Мы живем в постапокалиптическом мире. Дороги давно изрезали леса, реки отравлены, и несут свой яд питать землю. Животные ошалело выбегают под колеса, и мы переезжаем их: сбиваем, ломаем кости и превращаем в месиво. Отравлен и человек: из него высосали доверие. За знанием должны следовать ответственность и действие, но, познав, человек не берет на себя ответственность за то, чем теперь обладает; он не начинает действовать, укрывается и избегает, прячется и замыкается. Наращивает, холит и лелеет свою тревогу.
Каждый рожден быть творцом, но для этого нужно найти в себе мужество – принять узнанное и действовать. Тот, кто осознает больше, чует глубже, - вынужден справляться с большей тревогой, это и есть один из аспектов его свободы. Наделенный знанием творит, разносит благо по земле, созидает.
Все мы сбиты с толку. Очевидно, что мир меняется все быстрее, и каждый момент – это момент неопределенности, миг чего-то нового, перед которым важно иметь смелость распахнуть свои дверки. Естественно защищаться и запираться, искать безопасности, запрещать себе творить, лишаться побуждения, калечить свое занемевшее "я". Значит, естественна боль, - и то, что мир охвачен болью; что, говоря о норме, мы давно подразумеваем патологию, имеем в виду то, что у кого болит. Быть со своей болью - страшно, она разъедает твои глаза слепотой, и ты глядишь в тьму, утыкаешься в свое илистое дно, проваливаешься к дьяволу.
О чем это все? Чем больше я могу узреть и услышать, пробурить и постигнуть, тем сильнее отдача. Желанное становится ненужным, когда от своей чуткости человек начинает сворачиваться калачиком. Чем больше понимания, тем больше боли мира я в себя впитываю, и быть с этим возможно, только когда ты творец, а не губка, не половая тряпка.
Я постоянно и непременно нахожусь в диалоге со всем миром, поскольку мы все еще единство, которое раскалывается и разламывается, и стонет. И в каждую встречу стараться внести себя-творца, разбрызгивать свою сущность, сеять свой дух, проявлять открытость, покуда бесово бессилие не смазало твои ступни, запрещая им соприкоснуться с землей, есть задача каждого человека.

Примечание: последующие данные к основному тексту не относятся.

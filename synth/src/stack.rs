// Copyright Amazon.com, Inc. or its affiliates. All Rights Reserved.
// SPDX-License-Identifier: MIT-0

//! A stack: one CloudFormation template under construction.
//!
//! Resources are added with [`Stack::add`], which returns a [`Reference`] to
//! the new resource. References are turned into property values with
//! [`Stack::resolve`]; resolving a reference owned by another stack records an
//! import, which [`crate::assembly`] later turns into an export on the
//! producer plus a deploy-order dependency.

use std::collections::BTreeSet;
use std::fmt;

use serde_json::Value;

use crate::errors::SynthError;
use crate::resources::ResourceProperties;
use crate::template::{Output, Reference, RemovalPolicy, Resource, Template, Token, sanitize_id};

/// Account and region a stack deploys into.
#[derive(Debug, Clone, PartialEq, Eq)]
pub struct Environment {
    pub account: Option<String>,
    pub region: String,
}

impl Environment {
    pub fn new(account: Option<String>, region: impl Into<String>) -> Self {
        Self {
            account,
            region: region.into(),
        }
    }

    pub fn account_or_unknown(&self) -> &str {
        self.account
            .as_deref()
            .unwrap_or(crate::constants::UNKNOWN_ACCOUNT)
    }

    /// Availability zone name for a zone suffix, e.g. `us-east-1` + `a`.
    pub fn availability_zone(&self, zone: char) -> String {
        format!("{}{}", self.region, zone)
    }
}

impl fmt::Display for Environment {
    fn fmt(&self, f: &mut fmt::Formatter<'_>) -> fmt::Result {
        write!(f, "aws://{}/{}", self.account_or_unknown(), self.region)
    }
}

#[derive(Debug, Clone)]
pub struct Stack {
    name: String,
    env: Environment,
    template: Template,
    imports: BTreeSet<Reference>,
    dependencies: BTreeSet<String>,
}

impl Stack {
    pub fn new(name: impl Into<String>, env: Environment) -> Self {
        Self {
            name: name.into(),
            env,
            template: Template::default(),
            imports: BTreeSet::new(),
            dependencies: BTreeSet::new(),
        }
    }

    pub fn with_description(mut self, description: impl Into<String>) -> Self {
        self.template.description = Some(description.into());
        self
    }

    pub fn name(&self) -> &str {
        &self.name
    }

    pub fn env(&self) -> &Environment {
        &self.env
    }

    pub fn template(&self) -> &Template {
        &self.template
    }

    pub(crate) fn template_mut(&mut self) -> &mut Template {
        &mut self.template
    }

    pub fn imports(&self) -> &BTreeSet<Reference> {
        &self.imports
    }

    /// Stacks this one must deploy after, explicit or implied by imports.
    pub fn dependencies(&self) -> BTreeSet<String> {
        let mut deps = self.dependencies.clone();
        deps.extend(self.imports.iter().map(|r| r.stack.clone()));
        deps
    }

    pub fn add_dependency(&mut self, stack: impl Into<String>) {
        self.dependencies.insert(stack.into());
    }

    /// Adds a resource under the logical id derived from `id`.
    pub fn add<P: ResourceProperties>(&mut self, id: &str, props: P) -> Result<Reference, SynthError> {
        self.add_with_policy(id, props, None)
    }

    /// Adds a resource with a deletion and update-replace policy.
    pub fn add_with_policy<P: ResourceProperties>(
        &mut self,
        id: &str,
        props: P,
        removal: Option<RemovalPolicy>,
    ) -> Result<Reference, SynthError> {
        let logical_id = self.claim_logical_id(id)?;

        let mut properties = serde_json::to_value(&props)?;
        if properties.as_object().is_some_and(|o| o.is_empty()) {
            properties = Value::Null;
        }

        tracing::trace!("[synth] {}: {} {}", self.name, P::TYPE, logical_id);

        self.template.resources.insert(
            logical_id.clone(),
            Resource {
                resource_type: P::TYPE.to_string(),
                properties,
                depends_on: Vec::new(),
                deletion_policy: removal,
                update_replace_policy: removal,
            },
        );

        Ok(Reference::new(self.name.clone(), logical_id))
    }

    /// Adds a stack output under the logical id derived from `id`.
    pub fn add_output(&mut self, id: &str, value: &Reference) -> Result<(), SynthError> {
        let logical_id = sanitize_id(id);
        if self.template.outputs.contains_key(&logical_id) {
            return Err(SynthError::DuplicateLogicalId(self.name.clone(), logical_id));
        }
        let value = self.resolve(value).0;
        self.template.outputs.insert(
            logical_id,
            Output {
                value,
                description: None,
                export: None,
            },
        );
        Ok(())
    }

    /// Renders a reference for use inside this stack.
    pub fn resolve(&mut self, reference: &Reference) -> Token {
        if reference.stack == self.name {
            Token(reference.local_value())
        } else {
            self.imports.insert(reference.clone());
            Token(reference.import_value())
        }
    }

    fn claim_logical_id(&self, id: &str) -> Result<String, SynthError> {
        let logical_id = sanitize_id(id);
        if logical_id.is_empty() || self.template.resources.contains_key(&logical_id) {
            return Err(SynthError::DuplicateLogicalId(self.name.clone(), logical_id));
        }
        Ok(logical_id)
    }
}

#[cfg(test)]
mod tests {
    use super::*;
    use crate::resources::{EipProps, InternetGatewayProps};
    use crate::template::name_tag;
    use serde_json::json;

    fn env() -> Environment {
        Environment::new(Some("123456789012".to_string()), "us-east-1")
    }

    #[test]
    fn test_environment_display() {
        assert_eq!(env().to_string(), "aws://123456789012/us-east-1");
        assert_eq!(
            Environment::new(None, "eu-west-1").to_string(),
            "aws://unknown-account/eu-west-1"
        );
        assert_eq!(env().availability_zone('b'), "us-east-1b");
    }

    #[test]
    fn test_add_returns_local_reference() {
        let mut stack = Stack::new("net", env());
        let igw = stack
            .add("vSRX-IGW", InternetGatewayProps { tags: name_tag("vSRX-IGW") })
            .unwrap();
        assert_eq!(igw.logical_id, "vSRXIGW");
        assert_eq!(stack.resolve(&igw).0, json!({"Ref": "vSRXIGW"}));
        assert!(stack.imports().is_empty());
    }

    #[test]
    fn test_duplicate_logical_id_rejected() {
        let mut stack = Stack::new("net", env());
        stack.add("vSRX-EIP", EipProps::default()).unwrap();
        let err = stack.add("vSRXEIP", EipProps::default()).unwrap_err();
        assert!(matches!(err, SynthError::DuplicateLogicalId(_, id) if id == "vSRXEIP"));
    }

    #[test]
    fn test_empty_properties_are_omitted() {
        let mut stack = Stack::new("app", env());
        stack.add("vSRX-Public-EIP", EipProps::default()).unwrap();
        let resource = &stack.template().resources["vSRXPublicEIP"];
        assert!(resource.properties.is_null());
    }

    #[test]
    fn test_foreign_reference_becomes_import() {
        let mut stack = Stack::new("app", env());
        let foreign = Reference::new("net", "vSRXVPC");
        let token = stack.resolve(&foreign);
        assert_eq!(
            token.0,
            json!({"Fn::ImportValue": "net:ExportsOutputRefvSRXVPC"})
        );
        assert!(stack.dependencies().contains("net"));
    }

    #[test]
    fn test_duplicate_output_rejected() {
        let mut stack = Stack::new("net", env());
        let eip = stack.add("eip", EipProps::default()).unwrap();
        stack.add_output("eip-out", &eip).unwrap();
        assert!(stack.add_output("eipout", &eip).is_err());
    }
}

Мы больше не земледельцы, почти никто, мы наживаем кнопки, виляем хвостами, используем средства информации и бумагу для продажи активов. Мы запасаемся глухотой, даем вовлечь себя в иллюзию безопасности, верим в сказку о том, что о нас есть кому позаботиться. Дорогой мой друг, это не так, человек сам по себе не остров, но надолго ли?
Живой тревожится, – мертвый лежит в гробу, окружает себя стенами, погружает в бессмыслицу, сохраняет молчание, отказывается наладить себя. Даже в самый критичный момент отчаяния ты все еще творец, способный проявить волю, пискнуть, приоткрыть свой рот, облизнуть губы, не оглядываться, не стесняться своих гениталий.
Государство навязывает тебе формы отношений, которые гарантируют, что ты не останешься наедине со своими переживаниями, манипулирует тобой и пользует тебя.
Мне кажется, что я слышу, как все мы бормочем себе, что такие маленькие, бесполезные, неспособные что-либо сделать, но это трусость, подлость, мерзость, слабость, отсутствие жизни, вырождение человека, гниение его корней. Это шелест того доверия, которого нас лишили.
Снимая мерки со вчерашнего дня, ты накатываешь себе шаблон? Он основа твоего существования? Если ты будешь делать то, что привык, ты выживешь? Нет, ты все равно умрешь. Если ты займешь определенную позу, тебя не высмеют. Тебе так тяжко мыслить и чувствовать, что ты предпочитаешь накапливать злость, скрипеть зубами, прятать от себя собственное несчастье, делать это мир еще больнее и тяжелее?
Ты можешь взглянуть на своего ближнего и увидеть тот мир, в котором живешь; что твои силы есть куда приложить.
Вокруг достаточно недошедших до своей жизни, недоплывших до понимания, – ответственность, свобода на плечах тех, кто прошел этот путь. Накачать себя знанием и поставить точку – бесполезно, подобно тому, что нахлебаться до пуза тревоги и зашить себе все дырки.